EXERCISE AIM: Which lines of the records contain the word "Result"? Copy each one.

LISTED RECORDS:
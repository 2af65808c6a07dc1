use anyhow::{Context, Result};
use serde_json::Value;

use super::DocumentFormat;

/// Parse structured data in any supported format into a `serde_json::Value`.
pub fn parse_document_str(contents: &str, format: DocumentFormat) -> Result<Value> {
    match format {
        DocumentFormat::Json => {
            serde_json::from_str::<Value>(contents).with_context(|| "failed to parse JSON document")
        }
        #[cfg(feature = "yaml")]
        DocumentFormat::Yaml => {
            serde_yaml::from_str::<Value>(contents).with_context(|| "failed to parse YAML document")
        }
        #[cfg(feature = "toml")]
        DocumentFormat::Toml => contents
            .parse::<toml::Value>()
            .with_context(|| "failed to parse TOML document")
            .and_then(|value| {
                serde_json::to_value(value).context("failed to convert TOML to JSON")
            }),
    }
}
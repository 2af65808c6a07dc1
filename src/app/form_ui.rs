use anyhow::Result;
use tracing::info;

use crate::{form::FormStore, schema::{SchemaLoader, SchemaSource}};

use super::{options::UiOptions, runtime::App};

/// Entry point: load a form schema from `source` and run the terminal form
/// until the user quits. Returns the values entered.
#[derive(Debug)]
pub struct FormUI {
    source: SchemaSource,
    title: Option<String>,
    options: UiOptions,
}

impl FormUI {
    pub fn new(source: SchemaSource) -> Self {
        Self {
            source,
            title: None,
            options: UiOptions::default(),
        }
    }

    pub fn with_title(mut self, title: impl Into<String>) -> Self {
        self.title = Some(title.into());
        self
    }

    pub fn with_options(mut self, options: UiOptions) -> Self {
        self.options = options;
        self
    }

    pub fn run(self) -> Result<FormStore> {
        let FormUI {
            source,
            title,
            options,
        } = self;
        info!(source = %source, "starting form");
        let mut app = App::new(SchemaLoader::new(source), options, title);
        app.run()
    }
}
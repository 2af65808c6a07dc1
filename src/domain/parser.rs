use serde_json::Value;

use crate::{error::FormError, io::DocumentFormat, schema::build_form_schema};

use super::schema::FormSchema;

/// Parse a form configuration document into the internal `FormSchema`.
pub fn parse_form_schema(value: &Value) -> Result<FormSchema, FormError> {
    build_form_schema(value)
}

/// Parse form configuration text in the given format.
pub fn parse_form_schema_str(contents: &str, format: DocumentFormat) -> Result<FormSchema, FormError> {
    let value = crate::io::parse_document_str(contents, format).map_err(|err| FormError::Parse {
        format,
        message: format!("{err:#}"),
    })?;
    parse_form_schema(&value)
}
==
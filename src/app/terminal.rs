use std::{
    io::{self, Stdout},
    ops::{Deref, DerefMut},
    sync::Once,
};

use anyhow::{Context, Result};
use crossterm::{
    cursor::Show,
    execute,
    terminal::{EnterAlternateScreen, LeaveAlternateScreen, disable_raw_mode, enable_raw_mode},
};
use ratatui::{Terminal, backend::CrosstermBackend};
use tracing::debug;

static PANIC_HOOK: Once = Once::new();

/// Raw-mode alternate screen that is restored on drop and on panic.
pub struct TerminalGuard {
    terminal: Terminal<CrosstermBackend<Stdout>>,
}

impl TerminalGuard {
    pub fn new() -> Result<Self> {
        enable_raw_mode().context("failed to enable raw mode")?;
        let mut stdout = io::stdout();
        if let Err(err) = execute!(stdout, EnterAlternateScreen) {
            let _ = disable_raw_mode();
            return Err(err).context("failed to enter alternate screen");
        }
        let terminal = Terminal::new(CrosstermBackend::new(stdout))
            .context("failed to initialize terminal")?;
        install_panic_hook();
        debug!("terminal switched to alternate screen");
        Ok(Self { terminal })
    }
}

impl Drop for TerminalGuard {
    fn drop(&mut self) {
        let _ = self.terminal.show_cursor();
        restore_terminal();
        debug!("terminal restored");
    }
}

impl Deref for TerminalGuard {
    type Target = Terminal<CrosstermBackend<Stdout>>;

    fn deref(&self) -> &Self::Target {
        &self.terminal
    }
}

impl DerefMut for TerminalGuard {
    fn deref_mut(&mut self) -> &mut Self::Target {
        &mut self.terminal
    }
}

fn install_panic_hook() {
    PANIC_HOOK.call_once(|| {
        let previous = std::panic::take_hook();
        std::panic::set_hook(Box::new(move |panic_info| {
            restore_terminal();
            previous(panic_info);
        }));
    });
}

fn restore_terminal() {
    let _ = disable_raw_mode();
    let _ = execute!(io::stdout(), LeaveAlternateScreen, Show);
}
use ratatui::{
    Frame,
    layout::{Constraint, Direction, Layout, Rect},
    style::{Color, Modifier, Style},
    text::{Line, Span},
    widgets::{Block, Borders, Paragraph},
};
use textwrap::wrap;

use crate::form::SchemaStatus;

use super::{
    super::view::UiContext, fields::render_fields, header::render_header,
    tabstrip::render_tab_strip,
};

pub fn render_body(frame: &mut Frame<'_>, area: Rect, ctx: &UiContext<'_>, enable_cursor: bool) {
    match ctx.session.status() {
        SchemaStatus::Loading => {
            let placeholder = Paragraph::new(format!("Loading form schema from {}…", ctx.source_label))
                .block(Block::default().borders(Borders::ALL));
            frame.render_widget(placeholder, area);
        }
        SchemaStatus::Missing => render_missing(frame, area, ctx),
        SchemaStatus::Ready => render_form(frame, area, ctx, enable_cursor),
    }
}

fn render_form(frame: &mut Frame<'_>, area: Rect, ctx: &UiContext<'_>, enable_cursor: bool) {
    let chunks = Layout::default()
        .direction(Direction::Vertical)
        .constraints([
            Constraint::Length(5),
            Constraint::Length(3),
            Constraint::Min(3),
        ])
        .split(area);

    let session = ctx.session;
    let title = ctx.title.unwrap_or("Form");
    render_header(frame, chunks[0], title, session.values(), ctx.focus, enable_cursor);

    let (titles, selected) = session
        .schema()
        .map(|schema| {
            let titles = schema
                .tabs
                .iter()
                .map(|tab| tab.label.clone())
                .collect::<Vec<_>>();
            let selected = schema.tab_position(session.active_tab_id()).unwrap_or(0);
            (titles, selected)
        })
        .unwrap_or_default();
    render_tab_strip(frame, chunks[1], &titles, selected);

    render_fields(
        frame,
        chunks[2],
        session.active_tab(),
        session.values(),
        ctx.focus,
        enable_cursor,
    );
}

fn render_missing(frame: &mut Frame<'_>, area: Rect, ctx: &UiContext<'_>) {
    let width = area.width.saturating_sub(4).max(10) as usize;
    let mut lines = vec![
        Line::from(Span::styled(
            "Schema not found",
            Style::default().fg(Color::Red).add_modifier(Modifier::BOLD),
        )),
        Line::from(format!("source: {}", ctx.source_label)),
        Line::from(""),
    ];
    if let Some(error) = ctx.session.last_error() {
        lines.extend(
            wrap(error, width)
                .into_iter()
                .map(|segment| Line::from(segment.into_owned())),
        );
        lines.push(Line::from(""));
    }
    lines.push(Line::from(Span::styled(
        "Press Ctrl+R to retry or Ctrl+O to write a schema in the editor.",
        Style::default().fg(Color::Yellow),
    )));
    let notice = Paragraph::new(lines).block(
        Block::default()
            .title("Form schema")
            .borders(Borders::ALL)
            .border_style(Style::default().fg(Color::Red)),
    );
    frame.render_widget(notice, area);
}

SOLUTION:
use anyhow::{Context, Result};
pub fn parse_document_str(contents: &str, format: DocumentFormat) -> Result<Value> {
use anyhow::Result;
    pub fn run(self) -> Result<FormStore> {
pub fn parse_form_schema(value: &Value) -> Result<FormSchema, FormError> {
pub fn parse_form_schema_str(contents: &str, format: DocumentFormat) -> Result<FormSchema, FormError> {
use anyhow::{Context, Result};
    pub fn new() -> Result<Self> {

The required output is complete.